What you are asked to do: Return exactly the span of lines in the following data that opens with the line containing "NodeKind::Assign, NodeKind::AugAssign, NodeKind::Return]" and closes with the line containing "assert_eq!(a.content_hash, b.content_hash);". Include nothing else.

Material to process:

//! Tests for the Python representation builder.

use std::path::Path;

use cfinder_analysis::parsers::{NodeKind, ParserManager};
use cfinder_core::config::AnalysisConfig;
use cfinder_core::errors::{CfinderErrorCode, ParseError};

const VIEW: &str = r#"
from shop.models import Product

class ProductService:
    def register(self, sku, region):
        if Product.objects.filter(sku=sku, region=region).exists():
            raise ValueError("duplicate")
        product = Product.objects.create(sku=sku, region=region)
        product.stock += 1
        return product
"#;

#[test]
fn test_builds_statement_tree() {
    let parser = ParserManager::new();
    let tree = parser.parse(VIEW.as_bytes(), Path::new("shop/views.py")).unwrap();
    assert!(!tree.has_errors());

    let class = tree
        .root
        .children
        .iter()
        .find(|n| n.kind == NodeKind::Class)
        .expect("class statement");
    assert_eq!(class.text(), "ProductService");

    let function = class
        .blocks()
        .flat_map(|b| b.children.iter())
        .find(|n| n.kind == NodeKind::Function)
        .expect("method");
    assert_eq!(function.text(), "register");

    let body: Vec<NodeKind> = function
        .blocks()
        .flat_map(|b| b.children.iter())
        .map(|n| n.kind)
        .collect();
    assert_eq!(
        body,
        vec![NodeKind::If, NodeKind::Assign, NodeKind::AugAssign, NodeKind::Return]
    );
}

#[test]
fn test_call_accessors() {
    let parser = ParserManager::new();
    let tree = parser
        .parse(b"Product.objects.filter(sku=sku, region='eu')\n", Path::new("a.py"))
        .unwrap();
    let stmt = &tree.root.children[0];
    assert_eq!(stmt.kind, NodeKind::ExprStmt);
    let call = stmt.child(0).unwrap();
    assert_eq!(call.kind, NodeKind::Call);
    assert_eq!(call.callee().unwrap().text(), "filter");
    assert_eq!(call.callee().unwrap().dotted().as_deref(), Some("Product.objects.filter"));
    let keys: Vec<&str> = call.keyword_args().map(|(k, _)| k).collect();
    assert_eq!(keys, vec!["sku", "region"]);
    assert_eq!(call.positional_args().count(), 0);
}

#[test]
fn test_syntax_error_rejected_by_default() {
    let parser = ParserManager::new();
    let err = parser
        .parse(b"def broken(:\n    pass\n", Path::new("broken.py"))
        .unwrap_err();
    assert!(matches!(err, ParseError::SyntaxError { .. }));
    assert_eq!(err.error_code(), "PARSE_ERROR");
}

#[test]
fn test_partial_parse_allowed_by_config() {
    let config = AnalysisConfig {
        allow_partial_parse: Some(true),
        ..Default::default()
    };
    let parser = ParserManager::from_config(&config);
    let tree = parser
        .parse(b"def broken(:\n    pass\nx = 1\n", Path::new("broken.py"))
        .unwrap();
    assert!(tree.has_errors());
    assert!(tree.error_count > 0);
}

#[test]
fn test_unsupported_extension() {
    let parser = ParserManager::new();
    let err = parser.parse(b"puts 1", Path::new("script.rb")).unwrap_err();
    assert_eq!(err.error_code(), "UNSUPPORTED_LANGUAGE");
}

#[test]
fn test_cache_reuses_identical_content() {
    let parser = ParserManager::new();
    let a = parser.parse(VIEW.as_bytes(), Path::new("a/views.py")).unwrap();
    let b = parser.parse(VIEW.as_bytes(), Path::new("b/views.py")).unwrap();
    assert_eq!(a.content_hash, b.content_hash);
    assert_eq!(b.path, Path::new("b/views.py"));
    assert_eq!(a.root, b.root);
}

fn on_worker_thread<T: Send>(work: impl FnOnce() -> T + Send) -> T {
    rayon::ThreadPoolBuilder::new()
        .num_threads(1)
        .build()
        .unwrap()
        .install(work)
}

fn nested_calls(depth: usize, inner: &str) -> String {
    format!("VALUE = {}{inner}{}\n", "f(".repeat(depth), ")".repeat(depth))
}

#[test]
fn test_long_operator_chain_is_one_node() {
    let source = format!("TOTAL = 1{}\n", " + 1".repeat(5_000));
    let tree = on_worker_thread(|| {
        ParserManager::new()
            .parse(source.as_bytes(), Path::new("totals.py"))
            .unwrap()
    });
    let assign = &tree.root.children[0];
    assert_eq!(assign.kind, NodeKind::Assign);
    let sum = assign.child(1).unwrap();
    assert_eq!(sum.kind, NodeKind::BinaryOp);
    assert_eq!(sum.text(), "+");
    assert_eq!(sum.children.len(), 5_001);
    assert!(sum.children.iter().all(|c| c.kind == NodeKind::Number));
}

#[test]
fn test_mixed_operators_keep_precedence() {
    let parser = ParserManager::new();
    let tree = parser
        .parse(b"x = a - b - c * d\ny = p or q or r and s\n", Path::new("ops.py"))
        .unwrap();
    let diff = tree.root.children[0].child(1).unwrap();
    assert_eq!(diff.text(), "-");
    assert_eq!(diff.children.len(), 3);
    assert_eq!(diff.children[2].text(), "*");
    assert_eq!(diff.children[2].children.len(), 2);

    let any = tree.root.children[1].child(1).unwrap();
    assert_eq!(any.kind, NodeKind::BoolOp);
    assert_eq!(any.text(), "or");
    assert_eq!(any.children.len(), 3);
    assert_eq!(any.children[2].text(), "and");
}

#[test]
fn test_comparison_chain_is_one_conjunction() {
    let parser = ParserManager::new();
    let tree = parser
        .parse(b"ok = 0 < low < high <= 10\n", Path::new("range.py"))
        .unwrap();
    let cond = tree.root.children[0].child(1).unwrap();
    assert_eq!(cond.kind, NodeKind::BoolOp);
    assert_eq!(cond.text(), "and");
    let ops: Vec<&str> = cond.children.iter().map(|c| c.text()).collect();
    assert_eq!(ops, vec!["<", "<", "<="]);
    assert!(cond.children.iter().all(|c| c.kind == NodeKind::Compare));
}

#[test]
fn test_deep_nesting_is_rejected() {
    let source = nested_calls(3_000, "x");
    let err = on_worker_thread(|| {
        ParserManager::new()
            .parse(source.as_bytes(), Path::new("deep.py"))
            .unwrap_err()
    });
    match &err {
        ParseError::NestingTooDeep { path, limit } => {
            assert_eq!(path, Path::new("deep.py"));
            assert_eq!(*limit, 128);
        }
        other => panic!("expected NestingTooDeep, got {other:?}"),
    }
    assert_eq!(err.error_code(), "PARSE_ERROR");
}

#[test]
fn test_deep_broken_input_completes() {
    let config = AnalysisConfig {
        allow_partial_parse: Some(true),
        ..Default::default()
    };
    let source = nested_calls(3_000, "x +");
    let result = on_worker_thread(|| {
        ParserManager::from_config(&config).parse(source.as_bytes(), Path::new("deep.py"))
    });
    match result {
        Err(ParseError::NestingTooDeep { .. }) => {}
        Ok(tree) => assert!(tree.has_errors()),
        Err(other) => panic!("unexpected error: {other:?}"),
    }
}

#[test]
fn test_nesting_limit_follows_config() {
    let config = AnalysisConfig {
        max_nesting: Some(8),
        ..Default::default()
    };
    let parser = ParserManager::from_config(&config);
    assert!(parser
        .parse(nested_calls(3, "x").as_bytes(), Path::new("shallow.py"))
        .is_ok());
    let err = parser
        .parse(nested_calls(10, "x").as_bytes(), Path::new("deeper.py"))
        .unwrap_err();
    assert!(matches!(err, ParseError::NestingTooDeep { limit: 8, .. }));
}

#[test]
fn test_exhausted_budget_times_out() {
    let config = AnalysisConfig {
        file_budget_ms: Some(0),
        ..Default::default()
    };
    let source: String = (0..20_000)
        .map(|i| format!("item_{i} = Product.objects.filter(sku={i}, region='eu').first()\n"))
        .collect();
    let err = ParserManager::from_config(&config)
        .parse(source.as_bytes(), Path::new("bulk.py"))
        .unwrap_err();
    match &err {
        ParseError::Timeout { timeout_ms, .. } => assert_eq!(*timeout_ms, 0),
        other => panic!("expected Timeout, got {other:?}"),
    }
    assert_eq!(err.error_code(), "PARSE_ERROR");
}

#[test]
fn test_partial_tree_describes_its_errors() {
    let config = AnalysisConfig {
        allow_partial_parse: Some(true),
        ..Default::default()
    };
    let parser = ParserManager::from_config(&config);
    let tree = parser
        .parse(b"def broken(:\n    pass\nx = 1\n", Path::new("broken.py"))
        .unwrap();
    let err = tree.partial_error().expect("partial tree reports its errors");
    match &err {
        ParseError::PartialTree { error_count, .. } => assert_eq!(*error_count, tree.error_count),
        other => panic!("expected PartialTree, got {other:?}"),
    }
    assert_eq!(err.location().map(|(line, _)| line), Some(1));
    assert_eq!(err.error_code(), "PARSE_ERROR");

    let clean = parser.parse(b"x = 1\n", Path::new("clean.py")).unwrap();
    assert!(clean.partial_error().is_none());
}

Written reply:
        vec![NodeKind::If, NodeKind::Assign, NodeKind::AugAssign, NodeKind::Return]
    );
}

#[test]
fn test_call_accessors() {
    let parser = ParserManager::new();
    let tree = parser
        .parse(b"Product.objects.filter(sku=sku, region='eu')\n", Path::new("a.py"))
        .unwrap();
    let stmt = &tree.root.children[0];
    assert_eq!(stmt.kind, NodeKind::ExprStmt);
    let call = stmt.child(0).unwrap();
    assert_eq!(call.kind, NodeKind::Call);
    assert_eq!(call.callee().unwrap().text(), "filter");
    assert_eq!(call.callee().unwrap().dotted().as_deref(), Some("Product.objects.filter"));
    let keys: Vec<&str> = call.keyword_args().map(|(k, _)| k).collect();
    assert_eq!(keys, vec!["sku", "region"]);
    assert_eq!(call.positional_args().count(), 0);
}

#[test]
fn test_syntax_error_rejected_by_default() {
    let parser = ParserManager::new();
    let err = parser
        .parse(b"def broken(:\n    pass\n", Path::new("broken.py"))
        .unwrap_err();
    assert!(matches!(err, ParseError::SyntaxError { .. }));
    assert_eq!(err.error_code(), "PARSE_ERROR");
}

#[test]
fn test_partial_parse_allowed_by_config() {
    let config = AnalysisConfig {
        allow_partial_parse: Some(true),
        ..Default::default()
    };
    let parser = ParserManager::from_config(&config);
    let tree = parser
        .parse(b"def broken(:\n    pass\nx = 1\n", Path::new("broken.py"))
        .unwrap();
    assert!(tree.has_errors());
    assert!(tree.error_count > 0);
}

#[test]
fn test_unsupported_extension() {
    let parser = ParserManager::new();
    let err = parser.parse(b"puts 1", Path::new("script.rb")).unwrap_err();
    assert_eq!(err.error_code(), "UNSUPPORTED_LANGUAGE");
}

#[test]
fn test_cache_reuses_identical_content() {
    let parser = ParserManager::new();
    let a = parser.parse(VIEW.as_bytes(), Path::new("a/views.py")).unwrap();
    let b = parser.parse(VIEW.as_bytes(), Path::new("b/views.py")).unwrap();
    assert_eq!(a.content_hash, b.content_hash);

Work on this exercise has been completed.